Readers may recall my four posts looking at various aspects of Canadian MP Michael Chong’s proposed Reform Act (if not, you can catch up: Post 1, Post 2, Post 3, and Post 4). Mr. Chong has since significantly amended his bill in order to better its odds of being adopted by the House of Commons. Many political commentators believe he has rendered it rather pointless.
As I discussed that final post on the Reform Act, many critics of the bill were concerned with the original provisions allowing a party caucus to trigger a confidence vote in the party leader. I would urge you to read Post 4 in its entirety in order to grasp this issue, but allow me to sum up by repeating the following points:
- Canada is an outlier when it comes to party leader selection because our political parties allow their members to elect the leader;
- most of the major parties in the UK, Australia and New Zealand leave the matter largely or exclusively under the control of the parliamentary caucus.
The New Zealand Labour Party changed its rules around leadership selection two years ago. Before the changes, it was the parliamentary caucus which could dump the party leader and which would then select a new leader. Party members had no involvement in this process.
The changes adopted after very acrimonious debate on the party’s constitution at its 2012 annual conference now allow for a more democratic process for electing a party leader, and make it more difficult for the caucus to rid itself of the leader. Labour MPs can trigger a leadership vote only if more than half of them sign a letter to the party president seeking one. Election of a new party leader is by a weighted system: the party membership has a 40% say in the choice, trade unions a 20% say and the party’s MPs 40%.
The first party leader elected under the new system was David Cuniliffe in 2013 — even though the majority of the party’s MPs did not vote for him and, apparently, disliked him intently.
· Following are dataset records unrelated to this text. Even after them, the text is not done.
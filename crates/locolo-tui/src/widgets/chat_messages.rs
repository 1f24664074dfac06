//! The chat panel: transcript, loading indicators and the action bar
//!
//! `ChatMessages` is a pure function of its props plus a small piece of
//! per-instance state (`ChatMessagesState`) holding the viewport and the
//! autoscroll controller. The owner calls [`ChatMessagesState::after_commit`]
//! once the frame containing the widget has been drawn.

use crate::autoscroll::{Autoscroll, Viewport};
use crate::conversation::ChatMessagesProps;
use crate::theme::Theme;
use crate::transcript::{TranscriptPlan, TranscriptRow, plan_transcript};
use crate::widgets::chat_actions::ChatActionBar;
use crate::widgets::message_row::MessageRow;
use crate::widgets::spinner::Spinner;
use crate::widgets::welcome::Welcome;
use ratatui::{
    buffer::Buffer,
    layout::{Constraint, Direction, Layout, Rect},
    text::{Line, Span},
    widgets::{
        Block, Borders, Paragraph, Scrollbar, ScrollbarOrientation, ScrollbarState,
        StatefulWidget, Widget,
    },
};
use std::time::Instant;

/// Per-instance state of the chat panel
#[derive(Debug)]
pub struct ChatMessagesState {
    /// Created by the first render
    viewport: Option<Viewport>,
    autoscroll: Autoscroll,
    spinner_start: Instant,
}

impl Default for ChatMessagesState {
    fn default() -> Self {
        Self::new()
    }
}

impl ChatMessagesState {
    pub fn new() -> Self {
        Self {
            viewport: None,
            autoscroll: Autoscroll::new(),
            spinner_start: Instant::now(),
        }
    }

    pub fn viewport(&self) -> Option<&Viewport> {
        self.viewport.as_ref()
    }

    /// Apply pending autoscroll; call after the frame is drawn.
    ///
    /// Returns true when the offset changed and another frame should be drawn.
    pub fn after_commit(&mut self) -> bool {
        self.autoscroll.after_commit(self.viewport.as_mut())
    }

    /// Drop the viewport, as when the panel leaves the screen
    pub fn unmount(&mut self) {
        self.viewport = None;
    }

    /// Restart spinner animation from its first frame
    pub fn restart_spinner(&mut self) {
        self.spinner_start = Instant::now();
    }

    pub fn scroll_up(&mut self, lines: usize) {
        if let Some(vp) = self.viewport.as_mut() {
            vp.scroll_up(lines);
        }
    }

    pub fn scroll_down(&mut self, lines: usize) {
        if let Some(vp) = self.viewport.as_mut() {
            vp.scroll_down(lines);
        }
    }

    pub fn page_up(&mut self) {
        let page = self.page_size();
        self.scroll_up(page);
    }

    pub fn page_down(&mut self) {
        let page = self.page_size();
        self.scroll_down(page);
    }

    pub fn scroll_to_top(&mut self) {
        if let Some(vp) = self.viewport.as_mut() {
            vp.scroll_to_top();
        }
    }

    pub fn scroll_to_bottom(&mut self) {
        if let Some(vp) = self.viewport.as_mut() {
            vp.scroll_to_bottom();
        }
    }

    fn page_size(&self) -> usize {
        self.viewport
            .map(|vp| vp.height.saturating_sub(1).max(1))
            .unwrap_or(1)
    }
}

/// Chat transcript panel widget
pub struct ChatMessages<'a> {
    props: ChatMessagesProps<'a>,
    theme: &'a Theme,
    title: Option<&'a str>,
    assistant_name: &'a str,
    suggestions: &'a [String],
    show_timestamps: bool,
}

impl<'a> ChatMessages<'a> {
    pub fn new(props: ChatMessagesProps<'a>, theme: &'a Theme) -> Self {
        Self {
            props,
            theme,
            title: None,
            assistant_name: "Locolo",
            suggestions: &[],
            show_timestamps: false,
        }
    }

    pub fn title(mut self, title: &'a str) -> Self {
        self.title = Some(title);
        self
    }

    /// Name used in the welcome greeting
    pub fn assistant_name(mut self, name: &'a str) -> Self {
        self.assistant_name = name;
        self
    }

    /// Conversation starters shown on the welcome screen
    pub fn suggestions(mut self, suggestions: &'a [String]) -> Self {
        self.suggestions = suggestions;
        self
    }

    pub fn show_timestamps(mut self, show: bool) -> Self {
        self.show_timestamps = show;
        self
    }

    fn spinner_lines(&self, start: Instant) -> [Line<'static>; 2] {
        [
            Line::default(),
            Spinner::new("", self.theme)
                .with_start_time(start)
                .centered()
                .line(),
        ]
    }

    /// All transcript lines for the given content width
    fn transcript_lines(&self, plan: &TranscriptPlan<'_>, width: usize, start: Instant) -> Vec<Line<'static>> {
        let mut lines = Vec::new();

        match plan {
            TranscriptPlan::Welcome { .. } => {
                lines.extend(
                    Welcome::new(self.assistant_name, self.suggestions, self.theme).lines(width),
                );
            }
            TranscriptPlan::Rows { rows, .. } => {
                for (i, row) in rows.iter().enumerate() {
                    if i > 0 {
                        lines.push(Line::from(Span::styled(
                            "─".repeat(width),
                            self.theme.border_style(),
                        )));
                    }
                    match row {
                        TranscriptRow::Message {
                            message,
                            is_loading,
                        } => lines.extend(
                            MessageRow::new(message, self.theme)
                                .loading(*is_loading)
                                .show_timestamp(self.show_timestamps)
                                .lines(width),
                        ),
                        TranscriptRow::Loading { .. } => lines.extend(self.spinner_lines(start)),
                    }
                }
            }
        }

        if plan.pending() {
            lines.extend(self.spinner_lines(start));
        }

        lines
    }
}

impl StatefulWidget for ChatMessages<'_> {
    type State = ChatMessagesState;

    fn render(self, area: Rect, buf: &mut Buffer, state: &mut Self::State) {
        let mut block = Block::default()
            .borders(Borders::ALL)
            .border_style(self.theme.border_style());
        if let Some(title) = self.title {
            block = block.title(title);
        }
        let inner = block.inner(area);
        block.render(area, buf);

        if inner.width == 0 || inner.height == 0 {
            return;
        }

        let chunks = Layout::default()
            .direction(Direction::Vertical)
            .constraints([Constraint::Min(1), Constraint::Length(1)])
            .split(inner);
        let transcript_area = chunks[0];
        let actions_area = chunks[1];

        let plan = plan_transcript(self.props.messages, self.props.is_loading);
        state
            .autoscroll
            .observe(self.props.messages, self.props.is_loading);

        // Leave a column for the scrollbar
        let width = (transcript_area.width as usize).saturating_sub(1).max(1);
        let lines = self.transcript_lines(&plan, width, state.spinner_start);

        let viewport = state.viewport.get_or_insert_with(Viewport::default);
        viewport.resize(lines.len(), transcript_area.height as usize);
        let viewport = *viewport;

        let visible: Vec<Line<'static>> = lines
            .into_iter()
            .skip(viewport.offset)
            .take(viewport.height)
            .collect();
        Paragraph::new(visible).render(transcript_area, buf);

        if viewport.overflows() {
            let scrollbar = Scrollbar::new(ScrollbarOrientation::VerticalRight)
                .begin_symbol(Some("↑"))
                .end_symbol(Some("↓"))
                .track_symbol(Some("│"))
                .thumb_symbol("█");
            let mut scrollbar_state = ScrollbarState::new(viewport.max_offset())
                .position(viewport.offset)
                .viewport_content_length(viewport.height);
            scrollbar.render(transcript_area, buf, &mut scrollbar_state);
        }

        ChatActionBar::new(self.props.gate(), self.theme).render(actions_area, buf);
    }
}

#[cfg(test)]
mod tests {
    use super::*;
    use crate::conversation::ChatActions;
    use crate::model::ChatMessage;

    fn render(props: ChatMessagesProps<'_>, state: &mut ChatMessagesState, w: u16, h: u16) -> Buffer {
        let theme = Theme::dark();
        let area = Rect::new(0, 0, w, h);
        let mut buf = Buffer::empty(area);
        ChatMessages::new(props, &theme).render(area, &mut buf, state);
        buf
    }

    #[test]
    fn test_first_render_mounts_viewport() {
        let actions = ChatActions::new();
        let mut state = ChatMessagesState::new();
        assert!(state.viewport().is_none());
        render(ChatMessagesProps::new(&[], false, &actions), &mut state, 40, 12);
        assert!(state.viewport().is_some());
    }

    #[test]
    fn test_long_transcript_scrolls_after_commit() {
        let messages: Vec<ChatMessage> = (0..20)
            .map(|i| ChatMessage::user(format!("message {i}")))
            .collect();
        let actions = ChatActions::new();
        let mut state = ChatMessagesState::new();

        render(ChatMessagesProps::new(&messages, false, &actions), &mut state, 40, 12);
        let before = *state.viewport().unwrap();
        assert_eq!(before.offset, 0);
        assert!(before.overflows());

        assert!(state.after_commit());
        assert!(state.viewport().unwrap().is_at_bottom());
        assert!(!state.after_commit());
    }

    #[test]
    fn test_manual_scroll_is_kept_until_next_change() {
        let mut messages: Vec<ChatMessage> = (0..20)
            .map(|i| ChatMessage::user(format!("message {i}")))
            .collect();
        let actions = ChatActions::new();
        let mut state = ChatMessagesState::new();
        render(ChatMessagesProps::new(&messages, false, &actions), &mut state, 40, 12);
        state.after_commit();

        state.scroll_to_top();
        render(ChatMessagesProps::new(&messages, false, &actions), &mut state, 40, 12);
        state.after_commit();
        assert_eq!(state.viewport().unwrap().offset, 0);

        messages.push(ChatMessage::assistant("new"));
        render(ChatMessagesProps::new(&messages, false, &actions), &mut state, 40, 12);
        state.after_commit();
        assert!(state.viewport().unwrap().is_at_bottom());
    }

    #[test]
    fn test_unmount_drops_viewport() {
        let actions = ChatActions::new();
        let mut state = ChatMessagesState::new();
        render(ChatMessagesProps::new(&[], false, &actions), &mut state, 40, 12);
        state.unmount();
        assert!(state.viewport().is_none());
        assert!(!state.after_commit());
    }
}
Labour did quite poorly in 20 September 2014 general election, losing two seats and finishing well behind the National Party. Cuniliffe was under great pressure from his caucus to step down as leader. According to media reports, it was believed that he had the support of only 6 of the 32-member caucus. Under Labour’s new leadership rules, within three months of a general election, the current leader must be re-endorsed by a motion put to the caucus. If the motion fails to get the support of 60% of the caucus plus one MP, then a new leadership contest is automatically triggered. It was quite clear that Mr. Cuniliffe would not win the support of his caucus, and so on 27 September 2014, a week after the general election he announced that he was resigning as party leader… But that he would run again in the leadership contest. Cuniliffe was banking on being able to win support in a party-wide vote which would allow him to stay on as leader – even though it was quite clear that Labour MPs did not want him.
Luckily, Mr. Cuniliffe was finally talked out of this course of action and on 13 October, announced he would not seek re-election.
This real life example simply serves to illustrate the concerns I had raised in my earlier post about the Reform Act, namely that it sought to give MPs more control over getting rid of a party leader without giving them any control over selecting a leader. I do understand why people argue that the way Canada’s political parties select their leaders are democratic, but it rather misses the point. The leaders aren’t truly accountable to anyone, certainly not to their caucus. While most party members have little if any direct contact with the leader, the party’s MPs have to work day in and day out with him or her. The leader has to have their respect and confidence; and if that confidence is lost, MPs should be able to easily remove that leader and replace him or her with someone in whom they do have confidence.